Forderung

- Anspruch eines Gläubigers auf eine Leistung gegen den Schuldner -

Wie entsteht eine Forderung und welche Folgen ergeben sich daraus

Als Forderung wird der Anspruch des Gläubigers auf eine Leistung gegen den Schuldner bezeichnet. Forderungen entstehen meist durch einen Vertrag. Die noch zu erbringende Leistung kann ein Anspruch auf Geld, Sachgüter oder eine Dienstleistung sein.

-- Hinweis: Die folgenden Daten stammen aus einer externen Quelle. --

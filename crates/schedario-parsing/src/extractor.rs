use std::path::PathBuf;

use rayon::prelude::*;
use schedario_core::{
    CanonicalMapping, Diagnostic, Diagnostics, Entry, NormalizedLine, PageSource, RawEntryBlock,
    RawPage, VolumeId,
};
use tracing::{debug, info};

use crate::config::ParsingConfig;
use crate::entry::{EntryParser, ParsedBlock};
use crate::merge::MergeAccumulator;
use crate::normalize::{normalize_pages, NormalizeStats, NormalizedVolume};
use crate::segment::{Segmentation, Segmenter};
use crate::ParsingError;

/// Counters for one volume.
#[derive(Debug, Clone, Copy, Default, PartialEq, Eq)]
pub struct VolumeStats {
    pub volume: Option<VolumeId>,
    pub normalize: NormalizeStats,
    pub blocks: usize,
    pub entries: usize,
    pub aliases: usize,
    pub section_letters: usize,
    pub unparseable: usize,
}

/// Counters for a whole build.
#[derive(Debug, Clone, Default, PartialEq, Eq)]
pub struct BuildStats {
    pub volumes: Vec<VolumeStats>,
    /// Headwords in the final mapping.
    pub headwords: usize,
    pub aliases: usize,
}

/// Parsed entries of one volume, before merging.
#[derive(Debug, Clone)]
pub struct VolumeExtraction {
    pub volume: VolumeId,
    pub entries: Vec<Entry>,
    pub diagnostics: Diagnostics,
    pub stats: VolumeStats,
}

/// Result of a full run: the mapping plus everything worth reporting.
#[derive(Debug, Clone)]
pub struct DictionaryBuild {
    pub mapping: CanonicalMapping,
    pub diagnostics: Diagnostics,
    pub stats: BuildStats,
}

/// A configurable dictionary extraction pipeline.
///
/// Holds a [`ParsingConfig`] and exposes each pipeline step as a method.
/// The default constructor uses built-in defaults; use
/// [`DictionaryExtractor::with_config`] to tune the heuristics.
#[derive(Debug, Clone)]
pub struct DictionaryExtractor {
    config: ParsingConfig,
    segmenter: Segmenter,
    parser: EntryParser,
}

impl Default for DictionaryExtractor {
    fn default() -> Self {
        Self::new()
    }
}

impl DictionaryExtractor {
    /// Create an extractor with default configuration.
    pub fn new() -> Self {
        Self::with_config(ParsingConfig::default())
    }

    /// Create an extractor with a custom configuration.
    pub fn with_config(config: ParsingConfig) -> Self {
        Self {
            segmenter: Segmenter::from_config(&config),
            parser: EntryParser::from_config(&config),
            config,
        }
    }

    /// Get a reference to the current config.
    pub fn config(&self) -> &ParsingConfig {
        &self.config
    }

    /// Clean raw pages into a line stream (step 1).
    pub fn normalize(&self, pages: Vec<RawPage>) -> NormalizedVolume {
        normalize_pages(pages, &self.config)
    }

    /// Split lines into entry blocks (step 2).
    pub fn segment(&self, lines: Vec<NormalizedLine>) -> Segmentation {
        self.segmenter.segment(lines)
    }

    /// Parse one block (step 3).
    pub fn parse_block(&self, block: &RawEntryBlock) -> ParsedBlock {
        self.parser.parse(block)
    }

    /// Run steps 1–3 on one volume.
    ///
    /// Only a volume with no pages at all is an error; everything else that
    /// goes wrong is recorded in the returned diagnostics.
    pub fn extract_volume(
        &self,
        volume: VolumeId,
        pages: Vec<RawPage>,
    ) -> Result<VolumeExtraction, ParsingError> {
        if pages.is_empty() {
            return Err(ParsingError::EmptyVolume(volume));
        }

        let normalized = self.normalize(pages);
        let mut diagnostics = normalized.diagnostics;
        let mut stats = VolumeStats {
            volume: Some(volume),
            normalize: normalized.stats,
            ..Default::default()
        };

        let segmentation = self.segment(normalized.lines);
        diagnostics.extend(segmentation.diagnostics);
        stats.blocks = segmentation.blocks.len();

        let mut entries = Vec::new();
        for block in &segmentation.blocks {
            match self.parse_block(block) {
                ParsedBlock::Entry(entry) => {
                    if entry.is_alias {
                        stats.aliases += 1;
                    }
                    entries.push(entry);
                }
                ParsedBlock::SectionLetter(letter) => {
                    debug!(%volume, page = block.start_page, %letter, "section letter");
                    stats.section_letters += 1;
                }
                ParsedBlock::Unparseable(reason) => {
                    debug!(
                        %volume,
                        page = block.start_page,
                        %reason,
                        text = %block.text(),
                        "unparseable block"
                    );
                    stats.unparseable += 1;
                    diagnostics.push(Diagnostic::UnparseableBlock {
                        volume,
                        page: block.start_page,
                        reason,
                        text: block.text(),
                    });
                }
            }
        }
        stats.entries = entries.len();

        info!(
            %volume,
            blocks = stats.blocks,
            entries = stats.entries,
            aliases = stats.aliases,
            unparseable = stats.unparseable,
            "parsed volume"
        );

        Ok(VolumeExtraction {
            volume,
            entries,
            diagnostics,
            stats,
        })
    }

    /// Merge per-volume results into the canonical mapping (step 4).
    pub fn merge(&self, volumes: Vec<VolumeExtraction>) -> DictionaryBuild {
        let mut acc = MergeAccumulator::from_config(&self.config);
        let mut diagnostics = Diagnostics::new();
        let mut stats = BuildStats::default();

        for extraction in volumes {
            diagnostics.extend(extraction.diagnostics);
            stats.volumes.push(extraction.stats);
            acc.add_volume(extraction.entries);
        }
        let mapping = acc.finish(&mut diagnostics);

        stats.headwords = mapping.len();
        stats.aliases = mapping.entries().filter(|e| e.is_alias).count();
        info!(
            headwords = stats.headwords,
            aliases = stats.aliases,
            diagnostics = diagnostics.len(),
            "merged dictionary"
        );

        DictionaryBuild {
            mapping,
            diagnostics,
            stats,
        }
    }

    /// Run the full pipeline on already-extracted pages.
    ///
    /// Volumes are normalized, segmented and parsed in parallel; they only
    /// meet in the merge, which sees them in the order given.
    pub fn build(
        &self,
        volumes: Vec<(VolumeId, Vec<RawPage>)>,
    ) -> Result<DictionaryBuild, ParsingError> {
        let extractions = volumes
            .into_par_iter()
            .map(|(volume, pages)| self.extract_volume(volume, pages))
            .collect::<Result<Vec<_>, _>>()?;
        Ok(self.merge(extractions))
    }

    /// Run the full pipeline, reading each volume through `source`.
    pub fn build_from_source(
        &self,
        volumes: &[(VolumeId, PathBuf)],
        source: &dyn PageSource,
    ) -> Result<DictionaryBuild, ParsingError> {
        let extractions = volumes
            .par_iter()
            .map(|(volume, path)| {
                let pages = source.pages(path, *volume)?;
                info!(%volume, path = %path.display(), pages = pages.len(), "loaded volume");
                self.extract_volume(*volume, pages)
            })
            .collect::<Result<Vec<_>, ParsingError>>()?;
        Ok(self.merge(extractions))
    }
}
use std::borrow::Cow;
use std::collections::{BTreeMap, BTreeSet};
use std::fmt;
use std::path::Path;

use serde::{Deserialize, Serialize};
use thiserror::Error;

pub mod config_file;
pub mod diagnostics;
pub mod markup;

pub use diagnostics::{Diagnostic, DiagnosticSummary, Diagnostics, ParseFailure};
pub use markup::TextRun;

/// Identifies one of the source volumes (1-based, as numbered in print).
#[derive(Debug, Clone, Copy, PartialEq, Eq, PartialOrd, Ord, Hash, Serialize, Deserialize)]
#[serde(transparent)]
pub struct VolumeId(pub u8);

impl fmt::Display for VolumeId {
    fn fmt(&self, f: &mut fmt::Formatter<'_>) -> fmt::Result {
        write!(f, "vol. {}", self.0)
    }
}

/// A run of text in one style, placed somewhere on a printed page.
///
/// Positions are fractions of the page size (0.0–1.0): `x` is the left edge
/// and `y` the baseline, both measured from the top-left corner. Fragments
/// sharing a baseline within one column form a single line. Sources that
/// cannot report layout leave them `None`, in which case every fragment
/// starts a new line and fragments are read in the order supplied.
#[derive(Debug, Clone, PartialEq, Default, Serialize, Deserialize)]
pub struct PageFragment {
    pub text: String,
    #[serde(default, skip_serializing_if = "Option::is_none")]
    pub x: Option<f32>,
    #[serde(default, skip_serializing_if = "Option::is_none")]
    pub y: Option<f32>,
    /// Set in bold (headwords are).
    #[serde(default, skip_serializing_if = "std::ops::Not::not")]
    pub bold: bool,
    /// Set in italics (grammatical qualifiers are).
    #[serde(default, skip_serializing_if = "std::ops::Not::not")]
    pub italic: bool,
}

impl PageFragment {
    pub fn plain(text: impl Into<String>) -> Self {
        Self {
            text: text.into(),
            ..Default::default()
        }
    }

    pub fn at(text: impl Into<String>, x: f32, y: f32) -> Self {
        Self {
            text: text.into(),
            x: Some(x),
            y: Some(y),
            ..Default::default()
        }
    }

    pub fn bold(mut self) -> Self {
        self.bold = true;
        self
    }

    pub fn italic(mut self) -> Self {
        self.italic = true;
        self
    }
}

/// The extracted text of one page of one volume.
#[derive(Debug, Clone, PartialEq)]
pub struct RawPage {
    pub volume: VolumeId,
    /// 1-based page number within the source document.
    pub number: usize,
    pub fragments: Vec<PageFragment>,
}

impl RawPage {
    /// A page whose text came without any layout information.
    pub fn from_text(volume: VolumeId, number: usize, text: impl Into<String>) -> Self {
        Self {
            volume,
            number,
            fragments: vec![PageFragment::plain(text)],
        }
    }

    pub fn is_blank(&self) -> bool {
        self.fragments.iter().all(|f| f.text.trim().is_empty())
    }
}

/// Where two hyphen-broken fragments were glued back together.
#[derive(Debug, Clone, PartialEq, Eq, Serialize)]
pub struct HyphenJoin {
    /// Byte offset in the joined line where the continuation starts.
    pub offset: usize,
    /// Page the continuation fragment came from.
    pub continuation_page: usize,
    /// Lines dropped (furniture, blanks) between the two fragments.
    pub gap: usize,
}

/// One logical line of dictionary text after clean-up.
#[derive(Debug, Clone, PartialEq)]
pub struct NormalizedLine {
    pub volume: VolumeId,
    /// Page the line starts on.
    pub page: usize,
    pub text: String,
    /// Styled runs whose joined text is `text`; empty for unstyled lines.
    pub runs: Vec<TextRun>,
    /// The line opens with a bold run in the source.
    pub emphasized: bool,
    /// Offset of the line start from the left edge of its column, as a
    /// fraction of the page width. `None` when the layout says nothing.
    pub indent: Option<f32>,
    pub joins: Vec<HyphenJoin>,
}

impl NormalizedLine {
    pub fn new(volume: VolumeId, page: usize, text: impl Into<String>) -> Self {
        Self {
            volume,
            page,
            text: text.into(),
            runs: Vec::new(),
            emphasized: false,
            indent: None,
            joins: Vec::new(),
        }
    }

    /// A line built from styled runs; it is emphasized when its first
    /// visible run is bold.
    pub fn from_runs(volume: VolumeId, page: usize, runs: Vec<TextRun>) -> Self {
        let emphasized = runs.iter().find(|r| !r.is_blank()).is_some_and(|r| r.bold);
        let text = markup::runs_text(&runs);
        let runs = if runs.iter().any(TextRun::is_styled) {
            runs
        } else {
            Vec::new()
        };
        Self {
            text,
            runs,
            emphasized,
            ..Self::new(volume, page, "")
        }
    }

    pub fn emphasized(mut self) -> Self {
        self.emphasized = true;
        self
    }

    pub fn with_indent(mut self, indent: f32) -> Self {
        self.indent = Some(indent);
        self
    }

    /// The line as runs, a single plain run when it carries no styling.
    pub fn text_runs(&self) -> Cow<'_, [TextRun]> {
        if self.runs.is_empty() {
            Cow::Owned(vec![TextRun::plain(self.text.as_str())])
        } else {
            Cow::Borrowed(&self.runs)
        }
    }

    pub fn is_styled(&self) -> bool {
        self.runs.iter().any(TextRun::is_styled)
    }
}

/// A contiguous run of lines believed to form one dictionary entry.
#[derive(Debug, Clone, PartialEq)]
pub struct RawEntryBlock {
    pub volume: VolumeId,
    pub start_page: usize,
    pub lines: Vec<NormalizedLine>,
}

impl RawEntryBlock {
    pub fn new(first: NormalizedLine) -> Self {
        Self {
            volume: first.volume,
            start_page: first.page,
            lines: vec![first],
        }
    }

    pub fn first_line(&self) -> &NormalizedLine {
        &self.lines[0]
    }

    pub fn body_lines(&self) -> &[NormalizedLine] {
        &self.lines[1..]
    }

    /// All lines joined with single spaces, for display.
    pub fn text(&self) -> String {
        self.lines
            .iter()
            .map(|l| l.text.as_str())
            .collect::<Vec<_>>()
            .join(" ")
    }
}

/// A parsed dictionary entry: the unit of the final mapping.
#[derive(Debug, Clone, PartialEq, Eq, Serialize, Deserialize)]
pub struct Entry {
    pub headword: String,
    /// Empty only for alias entries.
    pub definition: String,
    pub is_alias: bool,
    /// Present iff `is_alias`.
    #[serde(default, skip_serializing_if = "Option::is_none")]
    pub alias_target: Option<String>,
    pub source_volumes: BTreeSet<VolumeId>,
    #[serde(default, skip_serializing_if = "BTreeSet::is_empty")]
    pub variant_headwords: BTreeSet<String>,
    /// Expanded grammatical qualifier (e.g. "sostantivo maschile").
    #[serde(default, skip_serializing_if = "Option::is_none")]
    pub qualifier: Option<String>,
    /// Base word for derivative forms ("dim. di casa").
    #[serde(default, skip_serializing_if = "Option::is_none")]
    pub derived_from: Option<String>,
    /// Alias targets folded into this entry during merging.
    #[serde(default, skip_serializing_if = "BTreeSet::is_empty")]
    pub cross_references: BTreeSet<String>,
    /// The definition with its bold and italic runs as HTML, when the
    /// source carried any.
    #[serde(default, skip_serializing_if = "Option::is_none")]
    pub html: Option<String>,
}

impl Entry {
    pub fn definition(
        volume: VolumeId,
        headword: impl Into<String>,
        definition: impl Into<String>,
    ) -> Self {
        Self {
            headword: headword.into(),
            definition: definition.into(),
            is_alias: false,
            alias_target: None,
            source_volumes: BTreeSet::from([volume]),
            variant_headwords: BTreeSet::new(),
            qualifier: None,
            derived_from: None,
            cross_references: BTreeSet::new(),
            html: None,
        }
    }

    pub fn alias(volume: VolumeId, headword: impl Into<String>, target: impl Into<String>) -> Self {
        Self {
            headword: headword.into(),
            definition: String::new(),
            is_alias: true,
            alias_target: Some(target.into()),
            source_volumes: BTreeSet::from([volume]),
            variant_headwords: BTreeSet::new(),
            qualifier: None,
            derived_from: None,
            cross_references: BTreeSet::new(),
            html: None,
        }
    }

    /// The persisted form: the definition, or `v. <target>` for aliases.
    pub fn rendered(&self) -> String {
        match (&self.alias_target, self.is_alias) {
            (Some(target), true) => format!("v. {}", target),
            _ => self.definition.clone(),
        }
    }
}

/// The deduplicated, alias-resolved headword → entry mapping.
///
/// Built once by the merger and never mutated afterwards. Iteration is in
/// lexicographic headword order.
#[derive(Debug, Clone, Default, PartialEq, Eq, Serialize)]
#[serde(transparent)]
pub struct CanonicalMapping {
    entries: BTreeMap<String, Entry>,
}

impl CanonicalMapping {
    pub fn new(entries: BTreeMap<String, Entry>) -> Self {
        Self { entries }
    }

    pub fn get(&self, headword: &str) -> Option<&Entry> {
        self.entries.get(headword)
    }

    pub fn contains(&self, headword: &str) -> bool {
        self.entries.contains_key(headword)
    }

    pub fn len(&self) -> usize {
        self.entries.len()
    }

    pub fn is_empty(&self) -> bool {
        self.entries.is_empty()
    }

    pub fn iter(&self) -> impl Iterator<Item = (&String, &Entry)> {
        self.entries.iter()
    }

    pub fn entries(&self) -> impl Iterator<Item = &Entry> {
        self.entries.values()
    }

    /// Headword → rendered definition, the shape written to disk.
    pub fn to_flat(&self) -> BTreeMap<String, String> {
        self.entries
            .iter()
            .map(|(k, e)| (k.clone(), e.rendered()))
            .collect()
    }

    pub fn into_inner(self) -> BTreeMap<String, Entry> {
        self.entries
    }
}

#[derive(Error, Debug)]
pub enum SourceError {
    #[error("failed to open source document: {0}")]
    OpenError(String),
    #[error("failed to extract page text: {0}")]
    ExtractionError(String),
    #[error("malformed source at line {line}: {message}")]
    Format { line: usize, message: String },
    #[error("IO error: {0}")]
    Io(#[from] std::io::Error),
}

/// Supplies the ordered per-page text of one volume.
///
/// Implementors only do the low-level text extraction; everything from
/// furniture stripping onward lives in the parsing crate.
pub trait PageSource: Send + Sync {
    fn pages(&self, path: &Path, volume: VolumeId) -> Result<Vec<RawPage>, SourceError>;
}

Am häufigsten bestehen jedoch offene Geldforderungen.

 

Ob eine Forderung auch berechtigt ist, sollte der Schuldner prüfen (Forderungsprüfung). Grundsätzlich lassen sich Forderungen in Hauptforderungen und Nebenforderungen aufgliedern.

 

Forderungen eines Gläubigers lassen sich unterschiedlich bewerten und stellen einen Teil des Vermögens des Gläubigers dar. Dabei hängt der tatsächliche wirtschaftliche Wert einer solchen Forderungen von vielen Faktoren ab. Zu diesen Faktoren gehören:

  • Die Höhe der entsprechenden Forderung
  • Die Bonität des Schuldners
  • Die hinterlegten Sicherheiten für die bestehende Forderung
  • Die mögliche Titulierung der Forderung 
  • Haftungsansprüche bzgl. mehrerer Schuldner („Gesamtschuldnerische Haftung“)

 

Bei Verhandlungen mit dem Gläubiger über einen Vergleich spielt der wirtschaftliche Wert einer Forderung eine große Rolle. Ist der Schuldner bspw. bereits 80 Jahre alt, hat zudem kein pfändbares Einkommen und kein Vermögen, jedoch viele weitere Schulden, so ist der wirtschaftliche Wert der Forderung als gering einzuordnen. Die Möglichkeit, das Geld jemals vom Schuldner durch Zwangsvollstreckungsmaßnahmen zu erhalten, wird also eher nicht gegeben sein.

 

Forderungen unterliegen zudem der Verjährung. Dies bedeutet, dass der Gläubiger die Forderung mit Ablauf der Verjährung nicht mehr vom Schuldner eintreiben kann. Der Schuldner kann unter bestimmten Voraussetzungen gegen den Gläubiger die Einrede der Verjährung erheben (siehe Verjährung).

 

Erfüllt man eine gegen sich gerichtete Forderung nicht, gerät man in Zahlungsverzug. Der Gläubiger kann somit in den Mahnprozess gehen und zusätzliche Gebühren auf die ursprüngliche Forderung aufschlagen (Mahngebühren). Der Gläubiger kann nach erfolgloser Mahnung die Beitreibung an ein Inkasso-Unternehmen abgeben oder im weiteren Verlauf auch die Forderung abtreten bzw. verkaufen. Dadurch ist der ursprüngliche Gläubiger nicht mehr der Forderungsinhaber. Häufiges Beispiel für die Abtretung einer Forderung ist der Verkauf der Forderung vom Ursprungsgläubiger an ein Inkasso-Unternehmen. 

 

Von einer titulierten Forderung wird dann gesprochen, wenn es für die Forderung einen vollstreckbaren Titel (Vollstreckungsbescheid oder gerichtliches Urteil) gibt. Mit einem Vollstreckungstitel ist die Forderung über 30 Jahre vom Schuldner eintreibbar.